Cette confrontation avec son père a-t-elle eu réellement lieu ou l'auteur l'a-t-il imaginé de bout en bout ? Je ne le sais pas en fait, mais ce roman est tout à fait bouleversant...et leurs dialogues tout à fait crédibles et émouvants. Encore un roman de l'auteur qui a su me toucher.
Si vous le désirez vous pouvez aller retrouvez l'auteur sur les podcasts de RadioFrance ICI.
A savoir : En réalité ce n'est qu'en 2020, bien après le procès de Klaus Barbie donc, que l'auteur a eu connaissance des faits en rapport avec son père et donc de son dossier complet conservé dans les Archives Départementales de Lille. Lorsque l'histoire démarre dans le roman, le narrateur connait déjà tout ce que son père a fait, il est accablé de culpabilité d'avoir lu le dossier et il sait à présent que son père a revêtu cinq uniformes différents, de la SS aux Francs-tireurs et partisans et que son instinct de survie hors du commun l'a mené à mentir, à tromper et à trahir. Dans la réalité ce n'était pas le cas lors du procès Barbie.
Cette Lecture me permet de participer une nouvelle fois au challenge de Géraldine "Lisez votre chouchou" (voir ICI)
"Un jour, grand-père m’a dit que j’étais un enfant de salaud.

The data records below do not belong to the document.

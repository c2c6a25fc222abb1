//! Create chapter markers from a CSV file.

use anyhow::{bail, Context, Result};
use log::info;
use std::path::Path;

use crate::api::services::cuepoint::NewChapter;
use crate::api::PlatformClient;
use crate::cli::commands::chapters::AddArgs;
use crate::config::Config;
use crate::select::normalize_header;
use crate::timeutil::{is_valid_timecode, timecode_to_ms};

const EXPECTED_HEADERS: &[&str] = &[
    "entry_id",
    "timecode",
    "chapter_title",
    "chapter_description",
    "search_tags",
];

#[derive(Debug, Clone, PartialEq)]
pub struct ChapterRow {
    pub entry_id: String,
    pub timecode: String,
    pub title: String,
    pub description: String,
    pub tags: String,
}

/// Parse and validate the chapters CSV. The header row must match
/// exactly, ignoring trailing empty columns spreadsheets like to add.
pub fn read_chapter_rows(path: &Path) -> Result<Vec<ChapterRow>> {
    let mut reader = csv::ReaderBuilder::new()
        .flexible(true)
        .from_path(path)
        .with_context(|| format!("Failed to open {:?}", path))?;

    let headers: Vec<String> = reader
        .headers()
        .context("CSV file has no header row")?
        .iter()
        .map(normalize_header)
        .filter(|h| !h.is_empty())
        .collect();

    if headers != EXPECTED_HEADERS {
        bail!(
            "CSV headers must be exactly: {}",
            EXPECTED_HEADERS.join(", ")
        );
    }

    let mut rows = Vec::new();
    for record in reader.records() {
        let record = record?;
        let get = |i: usize| record.get(i).unwrap_or("").trim().to_string();
        rows.push(ChapterRow {
            entry_id: get(0),
            timecode: get(1),
            title: get(2),
            description: get(3),
            tags: get(4),
        });
    }
    Ok(rows)
}

pub async fn add_command(config: &Config, profile: Option<&str>, args: AddArgs) -> Result<()> {
    let rows = read_chapter_rows(&args.input)?;
    if rows.is_empty() {
        println!("No chapter rows in {:?}. Exiting.", args.input);
        return Ok(());
    }

    let profile = config.resolve_profile(profile)?;
    let client = PlatformClient::connect(&profile).await?;
    let user_id = args.user_id.or_else(|| {
        if profile.user_id.is_empty() {
            None
        } else {
            Some(profile.user_id.clone())
        }
    });

    let mut added = 0usize;
    let mut failed = 0usize;
    for row in &rows {
        if !is_valid_timecode(&row.timecode) {
            println!(
                "✗ Invalid timecode '{}' for entry {}; row skipped",
                row.timecode, row.entry_id
            );
            failed += 1;
            continue;
        }

        let chapter = NewChapter {
            entry_id: row.entry_id.clone(),
            start_time_ms: timecode_to_ms(&row.timecode)?,
            title: row.title.clone(),
            description: row.description.clone(),
            tags: row.tags.clone(),
            user_id: user_id.clone(),
        };

        match client.cue_points().add_chapter(&chapter).await {
            Ok(_) => {
                info!("Added chapter on {} at {}", row.entry_id, row.timecode);
                println!(
                    "Added chapter: {} | {} | {}",
                    row.entry_id, row.timecode, row.title
                );
                added += 1;
            }
            Err(err) => {
                println!("✗ Error adding chapter for entry {}: {}", row.entry_id, err);
                failed += 1;
            }
        }
    }

    println!("\n{} chapters added, {} rows failed.", added, failed);
    Ok(())
}

#[cfg(test)]
mod tests {
    use super::*;
    use std::io::Write;

    fn write_csv(content: &str) -> (tempfile::TempDir, std::path::PathBuf) {
        let dir = tempfile::tempdir().unwrap();
        let path = dir.path().join("chapters.csv");
        let mut file = std::fs::File::create(&path).unwrap();
        write!(file, "{}", content).unwrap();
        (dir, path)
    }

    #[test]
    fn test_read_chapter_rows() {
        let (_dir, path) = write_csv(
            "entry_id,timecode,chapter_title,chapter_description,search_tags\n\
             0_a,00:01:30,Intro,Welcome,week1\n\
             0_b,00:10:00,Main, ,\n",
        );
        let rows = read_chapter_rows(&path).unwrap();
        assert_eq!(rows.len(), 2);
        assert_eq!(rows[0].title, "Intro");
        assert_eq!(rows[1].description, "");
    }

    #[test]
    fn test_trailing_empty_headers_tolerated() {
        let (_dir, path) = write_csv(
            "entry_id,timecode,chapter_title,chapter_description,search_tags,,\n\
             0_a,00:01:30,Intro,Welcome,week1,,\n",
        );
        assert_eq!(read_chapter_rows(&path).unwrap().len(), 1);
    }

    #[test]
    fn test_wrong_headers_rejected() {
        let (_dir, path) = write_csv("entry,start,title\n0_a,00:01:30,Intro\n");
        let err = read_chapter_rows(&path).unwrap_err();
        assert!(err.to_string().contains("headers must be exactly"));
    }
}
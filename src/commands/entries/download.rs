//! Download each selected entry's source file.

use anyhow::{Context, Result};
use futures::StreamExt;
use indicatif::{ProgressBar, ProgressStyle};
use log::warn;
use std::path::Path;
use std::time::Duration;
use tokio::io::AsyncWriteExt;

use crate::api::services::assets::pick_source_flavor;
use crate::api::{FlavorAsset, PlatformClient};
use crate::cli::commands::entries::DownloadArgs;
use crate::config::Config;
use crate::report::{csv_path, now_stamp, reports_dir, write_csv};
use crate::timeutil::sanitize_filename;

const DOWNLOAD_ATTEMPTS: u32 = 3;

pub async fn download_command(
    config: &Config,
    profile: Option<&str>,
    args: DownloadArgs,
) -> Result<()> {
    let profile = config.resolve_profile(profile)?;
    let client = PlatformClient::connect(&profile).await?;
    let selector = args.selector.to_selector()?;

    let entries = selector.resolve_entries(&client).await?;
    if entries.is_empty() {
        println!("No entries found. Exiting.");
        return Ok(());
    }

    tokio::fs::create_dir_all(&args.folder)
        .await
        .with_context(|| format!("Failed to create download folder {:?}", args.folder))?;

    let mut rows = Vec::new();
    for entry in &entries {
        if entry.is_child() && !args.include_children {
            println!("⏭ Skipping child entry {}", entry.id);
            rows.push(vec![entry.id.clone(), entry.name.clone(), "SKIPPED (child)".into()]);
            continue;
        }

        let flavors = client.flavors().list(&entry.id).await?;
        let Some((source, reason)) = pick_source_flavor(&flavors) else {
            println!("⚠ Entry {} has no flavors; skipping", entry.id);
            rows.push(vec![entry.id.clone(), entry.name.clone(), "NO FLAVORS".into()]);
            continue;
        };

        let url = match client.flavors().get_url(&source.id).await {
            Ok(url) => url,
            Err(err) => {
                println!("⚠ Could not resolve source URL for {}: {}", entry.id, err);
                rows.push(vec![entry.id.clone(), entry.name.clone(), "NO URL".into()]);
                continue;
            }
        };

        let filename = target_filename(&entry.name, &entry.id, source);
        let target = args.folder.join(&filename);
        println!(
            "Downloading {} ({}) -> {:?} [source: {}]",
            entry.id,
            entry.name,
            target,
            reason.as_str()
        );

        match fetch_with_retry(&client, &url, &target).await {
            Ok(bytes) => {
                rows.push(vec![
                    entry.id.clone(),
                    entry.name.clone(),
                    format!("SAVED {} ({} bytes)", filename, bytes),
                ]);
            }
            Err(err) => {
                warn!("Download failed for {}: {}", entry.id, err);
                println!("✗ Giving up on entry {}: {}", entry.id, err);
                rows.push(vec![entry.id.clone(), entry.name.clone(), format!("FAILED: {}", err)]);
            }
        }
    }

    let dir = reports_dir(&config.settings.reports_dir)?;
    let path = write_csv(
        csv_path(&dir, &now_stamp(), "entry_downloads"),
        &["entry_id", "entry_name", "status"],
        rows,
    )?;
    println!("\nDone. Report saved to {:?}.", path);
    Ok(())
}

fn target_filename(entry_name: &str, entry_id: &str, source: &FlavorAsset) -> String {
    let ext = source.file_ext.as_deref().unwrap_or("mp4");
    format!("{}_{}.{}", sanitize_filename(entry_name, 80), entry_id, ext)
}

/// Stream a URL to disk, retrying with backoff. Returns bytes written.
async fn fetch_with_retry(client: &PlatformClient, url: &str, target: &Path) -> Result<u64> {
    let mut last_error = None;

    for attempt in 1..=DOWNLOAD_ATTEMPTS {
        match fetch_once(client, url, target).await {
            Ok(bytes) => return Ok(bytes),
            Err(err) => {
                println!("⚠ Attempt {}/{} failed: {}", attempt, DOWNLOAD_ATTEMPTS, err);
                last_error = Some(err);
                if attempt < DOWNLOAD_ATTEMPTS {
                    tokio::time::sleep(Duration::from_secs(2u64.pow(attempt))).await;
                }
            }
        }
    }

    // Leave no truncated file behind
    let _ = tokio::fs::remove_file(target).await;
    Err(last_error.expect("at least one attempt ran"))
}

async fn fetch_once(client: &PlatformClient, url: &str, target: &Path) -> Result<u64> {
    let response = client
        .http_client()
        .get(url)
        .send()
        .await?
        .error_for_status()?;

    let progress = match response.content_length() {
        Some(total) => {
            let bar = ProgressBar::new(total);
            bar.set_style(
                ProgressStyle::with_template("{bar:30} {bytes}/{total_bytes} {bytes_per_sec}")
                    .expect("valid progress template"),
            );
            Some(bar)
        }
        None => None,
    };

    let mut file = tokio::fs::File::create(target)
        .await
        .with_context(|| format!("Failed to create {:?}", target))?;

    let mut written = 0u64;
    let mut stream = response.bytes_stream();
    while let Some(chunk) = stream.next().await {
        let chunk = chunk?;
        file.write_all(&chunk).await?;
        written += chunk.len() as u64;
        if let Some(bar) = &progress {
            bar.set_position(written);
        }
    }
    file.flush().await?;
    if let Some(bar) = progress {
        bar.finish_and_clear();
    }

    log::info!("Saved {:?} ({} bytes)", target, written);
    Ok(written)
}
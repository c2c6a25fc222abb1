//! Cross-account entry duplication.
//!
//! Copies entries (content, thumbnails, captions, attachments, cue points)
//! from the selected profile's account into another account, preserving
//! multi-stream parent/child hierarchies through a source-ID to dest-ID
//! map. Parents are always created before their children.

use anyhow::{Context, Result};
use log::{info, warn};
use std::collections::{HashMap, HashSet};

use crate::api::services::media::EntryFields;
use crate::api::{cue_point_type, MediaEntry, PlatformClient};
use crate::cli::commands::entries::DuplicateArgs;
use crate::config::Config;
use crate::report::{csv_path, now_stamp, reports_dir, write_csv};
use crate::select::split_ids;

pub async fn duplicate_command(
    config: &Config,
    profile: Option<&str>,
    args: DuplicateArgs,
) -> Result<()> {
    let source_profile = config.resolve_profile(profile)?;
    let dest_profile = config.resolve_profile(Some(&args.dest_profile))?;

    let source = PlatformClient::connect(&source_profile).await?;
    let dest = PlatformClient::connect(&dest_profile).await?;
    println!(
        "Copying from partner {} to partner {}",
        source.partner_id(),
        dest.partner_id()
    );

    let selector = args.selector.to_selector()?;
    let selected = selector.resolve_entries(&source).await?;
    if selected.is_empty() {
        println!("No entries found matching the selection. Exiting.");
        return Ok(());
    }

    // Expand with children of multi-stream parents, then order parents
    // first so the hierarchy can be rebuilt on the destination side.
    let ordered = expand_and_order(&source, selected).await?;
    println!("{} entries to copy (children included).", ordered.len());

    let mut id_map: HashMap<String, String> = HashMap::new();
    let mut rows = Vec::new();

    for entry in &ordered {
        if id_map.contains_key(&entry.id) {
            continue;
        }
        match copy_entry(&source, &dest, entry, &args, config, &id_map).await {
            Ok(copied) => {
                println!(
                    "✓ {} -> {} (cue points: {}, captions: {}, attachments: {})",
                    entry.id, copied.dest_id, copied.cue_points, copied.captions, copied.attachments
                );
                id_map.insert(entry.id.clone(), copied.dest_id.clone());
                rows.push(vec![
                    entry.id.clone(),
                    copied.dest_id,
                    entry.name.clone(),
                    copied.cue_points.to_string(),
                    copied.captions.to_string(),
                    copied.attachments.to_string(),
                    "COPIED".to_string(),
                ]);
            }
            Err(err) => {
                warn!("Failed to copy {}: {:#}", entry.id, err);
                println!("✗ Failed to copy {}: {}", entry.id, err);
                rows.push(vec![
                    entry.id.clone(),
                    String::new(),
                    entry.name.clone(),
                    "0".into(),
                    "0".into(),
                    "0".into(),
                    format!("FAILED: {}", err),
                ]);
            }
        }
    }

    let dir = reports_dir(&config.settings.reports_dir)?;
    let path = write_csv(
        csv_path(&dir, &now_stamp(), "cross_account_duplication"),
        &[
            "source_entry_id",
            "dest_entry_id",
            "title",
            "cue_points_copied",
            "captions_copied",
            "attachments_copied",
            "status",
        ],
        rows,
    )?;
    println!(
        "\n{} of {} entries copied. Report saved to {:?}.",
        id_map.len(),
        ordered.len(),
        path
    );
    Ok(())
}

/// Pull in children of every selected parent and order parents first.
async fn expand_and_order(
    source: &PlatformClient,
    selected: Vec<MediaEntry>,
) -> Result<Vec<MediaEntry>> {
    let mut seen: HashSet<String> = selected.iter().map(|e| e.id.clone()).collect();
    let mut parents = Vec::new();
    let mut children = Vec::new();

    for entry in selected {
        if entry.is_child() {
            children.push(entry);
        } else {
            let found = source.media().children(&entry.id).await?;
            parents.push(entry);
            for child in found {
                if seen.insert(child.id.clone()) {
                    children.push(child);
                }
            }
        }
    }

    parents.extend(children);
    Ok(parents)
}

struct Copied {
    dest_id: String,
    cue_points: usize,
    captions: usize,
    attachments: usize,
}

async fn copy_entry(
    source: &PlatformClient,
    dest: &PlatformClient,
    entry: &MediaEntry,
    args: &DuplicateArgs,
    config: &Config,
    id_map: &HashMap<String, String>,
) -> Result<Copied> {
    // Largest flavor wins; transcoding on the destination side rebuilds
    // the ladder from it.
    let flavors = source.flavors().list(&entry.id).await?;
    let best = flavors
        .iter()
        .max_by_key(|f| f.byte_size())
        .context("entry has no flavors to copy")?;
    let source_url = source.flavors().get_url(&best.id).await?;

    let tags = match (&entry.tags, &args.dest_tag) {
        (Some(tags), Some(extra)) if !tags.trim().is_empty() => {
            Some(format!("{},{}", tags.trim(), extra))
        }
        (_, Some(extra)) => Some(extra.clone()),
        (tags, None) => tags.clone(),
    };

    let fields = EntryFields {
        name: Some(entry.name.clone()),
        description: entry.description.clone(),
        tags,
        user_id: args
            .dest_owner
            .clone()
            .or_else(|| entry.user_id.clone()),
        entitled_users_edit: args
            .dest_coeditors
            .as_deref()
            .map(|raw| split_ids(raw).join(",")),
        entitled_users_publish: args
            .dest_copublishers
            .as_deref()
            .map(|raw| split_ids(raw).join(",")),
        media_type: entry.media_type,
        parent_entry_id: entry
            .parent_entry_id
            .as_ref()
            .and_then(|source_parent| id_map.get(source_parent))
            .cloned(),
    };

    let created = dest.media().add(&fields).await?;
    dest.media()
        .add_content_from_url(&created.id, &source_url)
        .await?;
    info!("Created destination entry {} for {}", created.id, entry.id);

    // Thumbnails
    for thumb in source.thumbs().list(&entry.id).await? {
        match source.thumbs().get_url(&thumb.id).await {
            Ok(url) => {
                if let Err(err) = dest.thumbs().add_from_url(&created.id, &url).await {
                    warn!("Thumbnail copy failed for {}: {}", entry.id, err);
                }
            }
            Err(err) => warn!("Thumbnail URL lookup failed for {}: {}", entry.id, err),
        }
    }

    // Captions
    let mut captions_copied = 0usize;
    for caption in source.captions().list(&entry.id).await? {
        if args.skip_asr_captions
            && caption.label.as_deref() == Some(config.settings.caption_label.as_str())
        {
            println!("⏭ Skipping auto-generated caption on {}", entry.id);
            continue;
        }
        let url = source.captions().get_url(&caption.id).await?;
        dest.captions()
            .add_from_url(&created.id, &caption, &url)
            .await?;
        captions_copied += 1;
    }

    // Attachments
    let mut attachments_copied = 0usize;
    if !args.skip_attachments {
        for attachment in source.attachments().list(&entry.id).await? {
            let url = source.attachments().get_url(&attachment.id).await?;
            dest.attachments()
                .add_from_url(&created.id, &attachment, &url)
                .await?;
            attachments_copied += 1;
        }
    }

    // Cue points; quiz answers only on request
    let mut cue_points_copied = 0usize;
    for cue in source.cue_points().list_for_entry(&entry.id).await? {
        if cue.cue_point_type == cue_point_type::QUIZ_ANSWER && !args.copy_quiz_answers {
            continue;
        }
        match dest.cue_points().add_copy(&cue, &created.id).await {
            Ok(_) => cue_points_copied += 1,
            Err(err) => {
                warn!("Cue point {} copy failed: {}", cue.id, err);
                println!("✗ Failed to copy {} {}: {}", cue.cue_point_type, cue.id, err);
            }
        }
    }

    Ok(Copied {
        dest_id: created.id,
        cue_points: cue_points_copied,
        captions: captions_copied,
        attachments: attachments_copied,
    })
}
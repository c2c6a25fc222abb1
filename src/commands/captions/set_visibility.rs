//! Show or hide captions matching a label on the player.

use anyhow::Result;
use log::info;

use crate::api::PlatformClient;
use crate::cli::commands::captions::SetVisibilityArgs;
use crate::config::Config;
use crate::report::{csv_path, now_stamp, reports_dir, write_csv};
use crate::ui::confirm;

pub async fn set_visibility_command(
    config: &Config,
    profile: Option<&str>,
    args: SetVisibilityArgs,
) -> Result<()> {
    let label = args
        .label
        .clone()
        .unwrap_or_else(|| config.settings.caption_label.clone());
    let target_visible = args.show;

    let profile = config.resolve_profile(profile)?;
    let client = PlatformClient::connect(&profile).await?;
    let selector = args.selector.to_selector()?;

    let entries = selector.resolve_entries(&client).await?;
    if entries.is_empty() {
        println!("No entries found. Exiting.");
        return Ok(());
    }

    // Collect matching captions first so the operator sees the blast
    // radius before anything changes.
    let mut planned: Vec<(String, String, String)> = Vec::new();
    for entry in &entries {
        for caption in client.captions().list(&entry.id).await? {
            if caption.label.as_deref() != Some(label.as_str()) {
                continue;
            }
            if caption.display_on_player == target_visible {
                continue; // already in the desired state
            }
            planned.push((entry.id.clone(), entry.name.clone(), caption.id));
        }
    }

    if planned.is_empty() {
        println!("No captions labeled '{}' need a change. Exiting.", label);
        return Ok(());
    }

    let verb = if target_visible { "show" } else { "hide" };
    println!("{} captions labeled '{}' will be set to {}.", planned.len(), label, verb);
    if !args.yes
        && !confirm(
            &format!("Apply the change to {} captions?", planned.len()),
            false,
        )?
    {
        println!("No changes made.");
        return Ok(());
    }

    let mut rows = Vec::new();
    for (entry_id, entry_name, caption_id) in &planned {
        match client
            .captions()
            .set_visibility(caption_id, target_visible)
            .await
        {
            Ok(_) => {
                info!("Set displayOnPlayer={} on {}", target_visible, caption_id);
                println!("Updated caption {} on entry {}", caption_id, entry_id);
                rows.push(vec![
                    entry_id.clone(),
                    entry_name.clone(),
                    caption_id.clone(),
                    label.clone(),
                    format!("displayOnPlayer={}", target_visible),
                ]);
            }
            Err(err) => {
                println!("✗ Error updating caption {}: {}", caption_id, err);
                rows.push(vec![
                    entry_id.clone(),
                    entry_name.clone(),
                    caption_id.clone(),
                    label.clone(),
                    format!("FAILED: {}", err),
                ]);
            }
        }
    }

    let dir = reports_dir(&config.settings.reports_dir)?;
    let path = write_csv(
        csv_path(&dir, &now_stamp(), "caption_visibility"),
        &["entry_id", "entry_name", "caption_id", "label", "result"],
        rows,
    )?;
    println!("\nDone. Report saved to {:?}.", path);
    Ok(())
}
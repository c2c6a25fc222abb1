use clap::{Parser, Subcommand};

use super::commands::auth::AuthCommands;
use super::commands::captions::CaptionCommands;
use super::commands::categories::CategoryCommands;
use super::commands::channels::ChannelCommands;
use super::commands::chapters::ChapterCommands;
use super::commands::cuepoints::CuePointCommands;
use super::commands::entries::EntryCommands;
use super::commands::flavors::FlavorCommands;
use super::commands::playlists::PlaylistCommands;
use super::commands::quizzes::QuizCommands;
use super::commands::reports::ReportCommands;
use super::commands::retention::RetentionCommands;

#[derive(Parser)]
#[command(name = "mediactl")]
#[command(about = "Bulk admin tools for a hosted video platform")]
#[command(version)]
pub struct Cli {
    /// Named credentials profile (defaults to env vars, then the current profile)
    #[arg(short, long, global = true)]
    pub profile: Option<String>,

    #[command(subcommand)]
    pub command: Commands,
}

#[derive(Subcommand)]
pub enum Commands {
    /// Credentials profile management
    Auth(AuthCommands),
    /// Bulk operations on media entries
    Entries(EntryCommands),
    /// Chapter markers
    Chapters(ChapterCommands),
    /// Cue point cleanup
    Cuepoints(CuePointCommands),
    /// Quiz entry tools
    Quizzes(QuizCommands),
    /// Caption asset tools
    Captions(CaptionCommands),
    /// Flavor asset cleanup
    Flavors(FlavorCommands),
    /// Bulk channel creation
    Channels(ChannelCommands),
    /// Category membership and publication tools
    Categories(CategoryCommands),
    /// Playlist duplication
    Playlists(PlaylistCommands),
    /// Usage and audit reports
    Reports(ReportCommands),
    /// Media retention auditing
    Retention(RetentionCommands),
}
struct Candidate {
    row: ExportRow,
    policy: String,
    last_play: Option<i64>,
    reason: &'static str,
    storage_bytes: Option<i64>,
}

pub async fn report_command(config: &Config, profile: Option<&str>, args: ReportArgs) -> Result<()> {
    if args.played_years >= args.created_years {
        bail!("--played-years must be smaller than --created-years");
    }
    let short_secs = args.played_years * SEC_PER_YEAR;
    let long_secs = args.created_years * SEC_PER_YEAR;
    let short_label = format!("{}year", args.played_years);
    let long_label = format!("{}year", args.created_years);
    let policy_label =
        |policy: &str| -> String {
            if policy == "long" { long_label.clone() } else { short_label.clone() }
        };

    let tz = parse_tz(&config.settings.timezone)?;
    let asof = Utc::now().timestamp();

    let mut batches = Vec::new();
    for input in &args.inputs {
        let rows = read_export(input)?;
        println!("Loaded {} rows from {:?}", rows.len(), input);
        batches.push(rows);
    }
    let rows = merge_exports(batches);
    println!("{} unique entries after merge.", rows.len());
    if rows.is_empty() {
        return Ok(());
    }

    let dir = reports_dir(&config.settings.reports_dir)?;
    let stamp = now_stamp();
    let mut error_log = ErrorLog::create(csv_path(&dir, &stamp, "retention_errors"))?;

    let mut candidates: Vec<Candidate> = Vec::new();
    let mut nonzero: Vec<ExportRow> = Vec::new();

    // Offline passes: non-ready rows and never-played rows need no API
    for row in rows {
        if row.status != "ready" {
            if !args.skip_nonready {
                candidates.push(Candidate {
                    row,
                    policy: "nonready".to_string(),
                    last_play: None,
                    reason: "non_ready_status",
                    storage_bytes: None,
                });
            }
        } else if row.plays == 0 {
            if let Some(policy) =
                classify_policy(row.created_epoch, None, asof, short_secs, long_secs)
            {
                candidates.push(Candidate {
                    policy: policy_label(policy),
                    row,
                    last_play: None,
                    reason: "0 plays",
                    storage_bytes: None,
                });
            }
        } else {
            nonzero.push(row);
        }
    }
    println!(
        "{} offline candidates; {} entries need a last-played lookup.",
        candidates.len(),
        nonzero.len()
    );

    // Played entries need the live lastPlayedAt
    let profile = config.resolve_profile(profile)?;
    let client = Arc::new(
        PlatformClient::connect_with_retry(&profile, crate::api::RetryConfig::aggressive())
            .await?,
    );

    let total = nonzero.len();
    let lookups = stream::iter(nonzero.into_iter().map(|row| {
        let client = Arc::clone(&client);
        async move {
            let result = client.media().get(&row.entry_id).await;
            (row, result)
        }
    }))
    .buffer_unordered(args.workers.max(1))
    .collect::<Vec<_>>()
    .await;

    let mut processed = 0usize;
    for (row, result) in lookups {
        processed += 1;
        if processed % 500 == 0 {
            println!("  …{}/{} lookups done", processed, total);
        }

        let last_play = match result {
            Ok(entry) => entry.last_played_at.filter(|lp| *lp > 0),
            Err(err) => {
                error_log.append(&row.entry_id, "media.get", &err.to_string())?;
                None
            }
        };

        if let Some(policy) =
            classify_policy(row.created_epoch, last_play, asof, short_secs, long_secs)
        {
            candidates.push(Candidate {
                policy: policy_label(policy),
                row,
                last_play,
                reason: "not_watched_within_window",
                storage_bytes: None,
            });
        }
    }

    // Optional storage totals per candidate
    if args.include_storage {
        println!("Totaling flavor storage for {} candidates…", candidates.len());
        let ids: Vec<String> = candidates.iter().map(|c| c.row.entry_id.clone()).collect();
        let sizes = stream::iter(ids.into_iter().map(|entry_id| {
            let client = Arc::clone(&client);
            async move {
                let total = match client.flavors().list(&entry_id).await {
                    Ok(flavors) => Ok(flavors.iter().map(|f| f.byte_size()).sum::<i64>()),
                    Err(err) => Err(err),
                };
                (entry_id, total)
            }
        }))
        .buffer_unordered(args.workers.max(1))
        .collect::<Vec<_>>()
        .await;

        let mut by_id: std::collections::HashMap<String, i64> = std::collections::HashMap::new();
        for (entry_id, total) in sizes {
            match total {
                Ok(bytes) => {
                    by_id.insert(entry_id, bytes);
                }
                Err(err) => {
                    error_log.append(&entry_id, "flavorAsset.list", &err.to_string())?;
                }
            }
        }
        for candidate in candidates.iter_mut() {
            candidate.storage_bytes = by_id.get(&candidate.row.entry_id).copied();
        }
    }

    let mut headers = vec![
        "policy",
        "entry_id",
        "entry_name",
        "media_type",
        "created_on",
        "last_updated",
        "duration_seconds",
        "plays",
        "status",
        "owner",
        "lastPlayedAt",
        "reason",
    ];
    if args.include_storage {
        headers.push("storage_bytes");
    }

    let records = candidates.iter().map(|c| {
        let mut record = vec![
            c.policy.clone(),
            c.row.entry_id.clone(),
            c.row.title.clone(),
            c.row.media_type.clone(),
            format_epoch(c.row.created_epoch, tz),
            c.row
                .last_update_epoch
                .map(|ts| format_epoch(ts, tz))
                .unwrap_or_default(),
            c.row.duration_seconds.to_string(),
            c.row.plays.to_string(),
            c.row.status.clone(),
            c.row.owner.clone(),
            c.last_play.map(|ts| format_epoch(ts, tz)).unwrap_or_default(),
            c.reason.to_string(),
        ];
        if args.include_storage {
            record.push(
                c.storage_bytes
                    .map(|b| b.to_string())
                    .unwrap_or_default(),
            );
        }
        record
    });

    let path = write_csv(
        csv_path(&dir, &stamp, "retention_candidates"),
        &headers,
        records,
    )?;

    println!("\n{} retention candidates written to {:?}", candidates.len(), path);
    if error_log.count > 0 {
        println!(
            "⚠ {} lookups failed; see {:?}",
            error_log.count, error_log.path
        );
    }
    Ok(())
}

Oui, je suis un enfant de salaud. Mais pas à cause de tes guerres en désordre, papa, de tes bottes allemandes, de ton orgueil, de cette folie qui t'a accompagné partout. Ce n’est pas ça, un salaud. Ni à cause des rôles que tu as endossés : SS de pacotille, patriote d’occasion, Résistant de composition, qui a sauvé des Français pour recueillir leurs applaudissements . La saloperie n’a aucun rapport avec la lâcheté ou la bravoure.
Non. Le salaud, c’est l’homme qui a jeté son fils dans la vie comme dans la boue. Sans traces, sans repères, sans lumière, sans la moindre vérité. Qui a traversé la guerre en refermant chaque porte derrière lui. Qui s’est fourvoyé dans tous les pièges en se croyant plus fort que tous : les nazis qui l'ont interrogé, les partisans qui l'ont soupçonné, les Américains, les policiers français, les juges professionnels, les jurés populaires. Qui les a étourdis de mots, de dates, de faits, en brouillant chaque piste. Qui a passé sa guerre puis sa paix, puis sa vie entière à tricher et à éviter les questions des autres. Puis les miennes.
Le salaud, c’est le père qui m’a trahi."